Riduce i livelli di cAMP e le dimensioni dei reni, rallenta la crescita delle cisti, riduce l’indice

mitotico e l’indice di apoptosi ed inibisce l’abnorme proliferazione cellulare tubulare; un alto

introito di acqua ha un effetto protettivo sull’evoluzione della malattia in modelli murini (inibizione

della vasopressina). Inoltre l’impiego è sicuro (già utilizzato in studi pre-clinici e clinici ad es. sullo

scompenso cardiaco o sulla cirrosi epatica): risultati preliminari di studi di fase II hanno mostrato

ottima tollerabilità e un buon profilo di sicurezza.

- Octreotide: la somatostatina è un peptide di 14 aa secreto dalle isole pancreatiche (D cells),

tratto gastroenterico, sistema nervoso e tiroide. Esistono 5 recettori conosciuti (sst 1-59), Sst2 è

un recettore accoppiato ad una G protein, presente nelle cellule epiteliali tubulari e nei

colangiociti. In molti modelli animali la somatostatina inibisce la sintesi di cAMP e antagonizza

l’effetto della vasopressina inibendo l’adenilato ciclasi, inoltre inibisce la secrezione di cloro dalle

cellule tubulari. Questo farmaco riduce la secrezione di liquido nelle cisti sia a livello renale che

epatico.

Nefronoftisi Complesso NPH-MCKD

Sono entrambe due nefriti tubulo-interstiziali familiari con cisti: nefronoftisi e malattia cistica

midollare. Segni condivisi:

- Segni clinici: ipostenuria, poliuria, anemia, IRC terminale;

- Anatomia macroscopica: cisti cortico-midollari,

- istoloogia: atrofia tubulare, fibrosi e infiltrato interstiziale.

Segni distintivi:

- Modalità di trasmissione: NPH è recessiva, MCKD è dominante;

- Età della dialisi: NPH alla seconda decade, MCKD nell'età adulta;

- Coinvolgimento extrarenale: retinite pigmentosa per la NPH, iperuricemia e gotta per la MCKD.

Eziologia

- Juvenile, NPHP è associata a mutazioni del gene NPHP, eccetto NPHP 2. NPHP1 è la più

frequente.

- Mutazioni di NPHP2 e NPHP3 rispettivamente nella forma infantile ed adolescenziale.

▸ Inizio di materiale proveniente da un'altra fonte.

//! Rotating three-quest sets that gate progression.
//!
//! Each set holds one resource, one monster and one troop quest. Targets and
//! rewards scale with `base_amount = 5 * 2^(set_number - 1)`; when all three
//! are complete the whole set is discarded and a harder one generated.

use log::debug;
use rand::Rng;
use serde::{Deserialize, Serialize};
use smallvec::SmallVec;
use std::fmt;

use crate::constants::QUEST_BASE_AMOUNT;
use crate::economy::{Economy, ResourceKind, ResourceStock, TroopKind};
use crate::event::DomainEvent;
use crate::numbers::half_ceil;
use crate::rng::pick;

/// Quests completed by a single event; at most one per category.
pub type CompletedQuests = SmallVec<[Quest; 3]>;

#[derive(Debug, Clone, Copy, PartialEq, Eq, Hash, PartialOrd, Ord, Serialize, Deserialize)]
#[serde(transparent)]
pub struct QuestId(pub u32);

impl fmt::Display for QuestId {
    fn fmt(&self, f: &mut fmt::Formatter<'_>) -> fmt::Result {
        write!(f, "quest#{}", self.0)
    }
}

#[derive(Debug, Clone, Copy, PartialEq, Eq, Hash, Serialize, Deserialize)]
#[serde(rename_all = "lowercase")]
pub enum QuestCategory {
    Resource,
    Monster,
    Troop,
}

/// Category plus the discriminator a matching event must carry.
#[derive(Debug, Clone, Copy, PartialEq, Eq, Hash, Serialize, Deserialize)]
#[serde(tag = "category", content = "target", rename_all = "lowercase")]
pub enum QuestObjective {
    Resource(ResourceKind),
    Monster,
    Troop(TroopKind),
}

impl QuestObjective {
    #[must_use]
    pub const fn category(self) -> QuestCategory {
        match self {
            Self::Resource(_) => QuestCategory::Resource,
            Self::Monster => QuestCategory::Monster,
            Self::Troop(_) => QuestCategory::Troop,
        }
    }

    /// True when `event` advances this objective.
    #[must_use]
    pub fn matches(self, event: &DomainEvent) -> bool {
        match (self, *event) {
            (Self::Resource(want), DomainEvent::ResourceCollected { resource }) => want == resource,
            (Self::Monster, DomainEvent::MonsterDefeated { .. }) => true,
            (Self::Troop(want), DomainEvent::TroopBuilt { troop }) => want == troop,
            _ => false,
        }
    }
}

#[derive(Debug, Clone, PartialEq, Eq, Serialize, Deserialize)]
pub struct Quest {
    pub id: QuestId,
    pub objective: QuestObjective,
    pub description: String,
    pub target: u32,
    pub progress: u32,
    pub completed: bool,
    pub reward: ResourceStock,
}

impl Quest {
    fn new(
        id: QuestId,
        objective: QuestObjective,
        description: String,
        target: u32,
        reward: ResourceStock,
    ) -> Self {
        Self {
            id,
            objective,
            description,
            target,
            progress: 0,
            completed: false,
            reward,
        }
    }

    #[must_use]
    pub const fn category(&self) -> QuestCategory {
        self.objective.category()
    }
}

/// `5 * 2^(set_number - 1)`, saturating for very deep sets.
#[must_use]
pub fn base_amount(set_number: u32) -> u32 {
    let factor = 1_u32
        .checked_shl(set_number.saturating_sub(1))
        .unwrap_or(u32::MAX);
    QUEST_BASE_AMOUNT.saturating_mul(factor)
}

/// What a single event did to the active set.
#[derive(Debug, Clone, Default, PartialEq, Eq)]
pub struct QuestUpdate {
    /// True when any quest's progress moved or the set rotated.
    pub changed: bool,
    pub completed: CompletedQuests,
    /// Sum of rewards credited to the economy.
    pub rewards: ResourceStock,
    /// New set number when the set rotated.
    pub rotated_to: Option<u32>,
}

#[derive(Debug, Clone, PartialEq, Eq, Serialize, Deserialize)]
pub struct QuestBook {
    set_number: u32,
    quests: Vec<Quest>,
    next_id: u32,
}

impl QuestBook {
    /// First quest set.
    pub fn new<R: Rng + ?Sized>(rng: &mut R) -> Self {
        Self::starting_at(1, rng)
    }

    /// Start directly at a given difficulty.
    pub fn starting_at<R: Rng + ?Sized>(set_number: u32, rng: &mut R) -> Self {
        let mut book = Self {
            set_number: set_number.max(1),
            quests: Vec::with_capacity(3),
            next_id: 1,
        };
        book.regenerate(rng);
        book
    }

    #[must_use]
    pub const fn set_number(&self) -> u32 {
        self.set_number
    }

    #[must_use]
    pub fn quests(&self) -> &[Quest] {
        &self.quests
    }

    #[must_use]
    pub fn all_completed(&self) -> bool {
        self.quests.iter().all(|q| q.completed)
    }

    fn next_quest_id(&mut self) -> QuestId {
        let id = QuestId(self.next_id);
        self.next_id = self.next_id.wrapping_add(1);
        id
    }

    /// Discard the current set and build a fresh one for `set_number`.
    fn regenerate<R: Rng + ?Sized>(&mut self, rng: &mut R) {
        let base = base_amount(self.set_number);
        let half = half_ceil(base);
        let resource = pick(rng, &ResourceKind::ALL).unwrap_or(ResourceKind::Wood);
        let troop = pick(rng, &TroopKind::ALL).unwrap_or(TroopKind::Infantry);

        let resource_id = self.next_quest_id();
        let monster_id = self.next_quest_id();
        let troop_id = self.next_quest_id();
        self.quests = vec![
            Quest::new(
                resource_id,
                QuestObjective::Resource(resource),
                format!("Collect {base} {resource}"),
                base,
                ResourceStock::new(0, 0, base),
            ),
            Quest::new(
                monster_id,
                QuestObjective::Monster,
                format!("Defeat {half} Monsters"),
                half,
                ResourceStock::new(0, base, half),
            ),
            Quest::new(
                troop_id,
                QuestObjective::Troop(troop),
                format!("Build {base} {} Units", troop.title()),
                base,
                ResourceStock::new(base, base, 0),
            ),
        ];
    }

    /// Advance every matching incomplete quest, paying rewards into `economy`
    /// and rotating the set once all three are complete.
    pub fn on_event<R: Rng + ?Sized>(
        &mut self,
        event: &DomainEvent,
        economy: &mut Economy,
        rng: &mut R,
    ) -> QuestUpdate {
        let mut update = QuestUpdate::default();
        for quest in self.quests.iter_mut().filter(|q| !q.completed) {
            if !quest.objective.matches(event) {
                continue;
            }
            quest.progress = quest.progress.saturating_add(1).min(quest.target);
            update.changed = true;
            if quest.progress >= quest.target {
                quest.completed = true;
                economy.apply_delta(&quest.reward);
                update.rewards.add(&quest.reward);
                update.completed.push(quest.clone());
            }
        }

        if self.all_completed() {
            self.set_number = self.set_number.saturating_add(1);
            self.regenerate(rng);
            update.changed = true;
            update.rotated_to = Some(self.set_number);
            debug!("quest set rotated to {}", self.set_number);
        }
        update
    }
}

#[cfg(test)]
mod tests {
    use super::*;
    use rand::SeedableRng;
    use rand_chacha::ChaCha20Rng;

    fn book() -> (QuestBook, ChaCha20Rng) {
        let mut rng = ChaCha20Rng::seed_from_u64(77);
        (QuestBook::new(&mut rng), rng)
    }

    fn resource_of(book: &QuestBook) -> ResourceKind {
        match book.quests()[0].objective {
            QuestObjective::Resource(kind) => kind,
            other => panic!("first quest should be a resource quest, got {other:?}"),
        }
    }

    fn troop_of(book: &QuestBook) -> TroopKind {
        match book.quests()[2].objective {
            QuestObjective::Troop(kind) => kind,
            other => panic!("third quest should be a troop quest, got {other:?}"),
        }
    }

    #[test]
    fn base_amount_doubles_per_set() {
        assert_eq!(base_amount(1), 5);
        assert_eq!(base_amount(2), 10);
        assert_eq!(base_amount(4), 40);
        assert_eq!(base_amount(0), 5);
        assert_eq!(base_amount(40), u32::MAX);
    }

    #[test]
    fn first_set_has_one_quest_per_category() {
        let (book, _) = book();
        let categories: Vec<QuestCategory> = book.quests().iter().map(Quest::category).collect();
        assert_eq!(
            categories,
            vec![
                QuestCategory::Resource,
                QuestCategory::Monster,
                QuestCategory::Troop
            ]
        );
        let targets: Vec<u32> = book.quests().iter().map(|q| q.target).collect();
        assert_eq!(targets, vec![5, 3, 5]);
        assert_eq!(book.quests()[0].reward, ResourceStock::new(0, 0, 5));
        assert_eq!(book.quests()[1].reward, ResourceStock::new(0, 5, 3));
        assert_eq!(book.quests()[2].reward, ResourceStock::new(5, 5, 0));
        assert_eq!(book.quests()[1].description, "Defeat 3 Monsters");
    }

    #[test]
    fn only_matching_discriminator_progresses() {
        let (mut book, mut rng) = book();
        let mut economy = Economy::new();
        let wanted = resource_of(&book);
        let other = ResourceKind::ALL
            .into_iter()
            .find(|k| *k != wanted)
            .unwrap();

        let update = book.on_event(
            &DomainEvent::ResourceCollected { resource: other },
            &mut economy,
            &mut rng,
        );
        assert!(!update.changed);
        assert_eq!(book.quests()[0].progress, 0);

        for _ in 0..4 {
            book.on_event(
                &DomainEvent::ResourceCollected { resource: wanted },
                &mut economy,
                &mut rng,
            );
        }
        assert_eq!(book.quests()[0].progress, 4);
        let update = book.on_event(
            &DomainEvent::ResourceCollected { resource: wanted },
            &mut economy,
            &mut rng,
        );
        assert_eq!(update.completed.len(), 1);
        assert!(book.quests()[0].completed);
        assert_eq!(economy.resources.gold, 5);
        assert_eq!(book.quests()[1].progress, 0);
        assert_eq!(book.quests()[2].progress, 0);

        // completed quests never pay twice
        book.on_event(
            &DomainEvent::ResourceCollected { resource: wanted },
            &mut economy,
            &mut rng,
        );
        assert_eq!(book.quests()[0].progress, 5);
        assert_eq!(economy.resources.gold, 5);
    }

    #[test]
    fn finishing_all_three_rotates_to_harder_set() {
        let (mut book, mut rng) = book();
        let mut economy = Economy::new();
        let resource = resource_of(&book);
        let troop = troop_of(&book);
        for _ in 0..5 {
            book.on_event(
                &DomainEvent::ResourceCollected { resource },
                &mut economy,
                &mut rng,
            );
            book.on_event(&DomainEvent::TroopBuilt { troop }, &mut economy, &mut rng);
        }
        for _ in 0..2 {
            book.on_event(
                &DomainEvent::MonsterDefeated { level: 4 },
                &mut economy,
                &mut rng,
            );
        }
        assert_eq!(book.set_number(), 1);
        let update = book.on_event(
            &DomainEvent::MonsterDefeated { level: 9 },
            &mut economy,
            &mut rng,
        );
        assert_eq!(update.rotated_to, Some(2));
        assert_eq!(book.set_number(), 2);
        assert!(book.quests().iter().all(|q| !q.completed && q.progress == 0));
        let targets: Vec<u32> = book.quests().iter().map(|q| q.target).collect();
        assert_eq!(targets, vec![10, 5, 10]);
        let ids: Vec<u32> = book.quests().iter().map(|q| q.id.0).collect();
        assert_eq!(ids, vec![4, 5, 6]);
        assert_eq!(economy.resources, ResourceStock::new(5, 10, 8));
    }

    #[test]
    fn objective_serializes_with_category_and_target() {
        let json = serde_json::to_value(QuestObjective::Troop(TroopKind::Cavalry)).unwrap();
        assert_eq!(json["category"], "troop");
        assert_eq!(json["target"], "cavalry");
    }
}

- Mutazioni di NPHP5: sono associate a retinite pigmentosa (Senior-Loken syndrome).

- Mutazioni di NPHP6 e NPHP8 sono associate a degenerazione retinica ed aplasia del verme

cerebellare come nella sindrome di Joubert o nella sindrome di Meckel-Gruber (malformazioni

SNC, polidattilia, difetti nello sviluppo epatico, cisti renali displastiche, ipoplasia polmonare).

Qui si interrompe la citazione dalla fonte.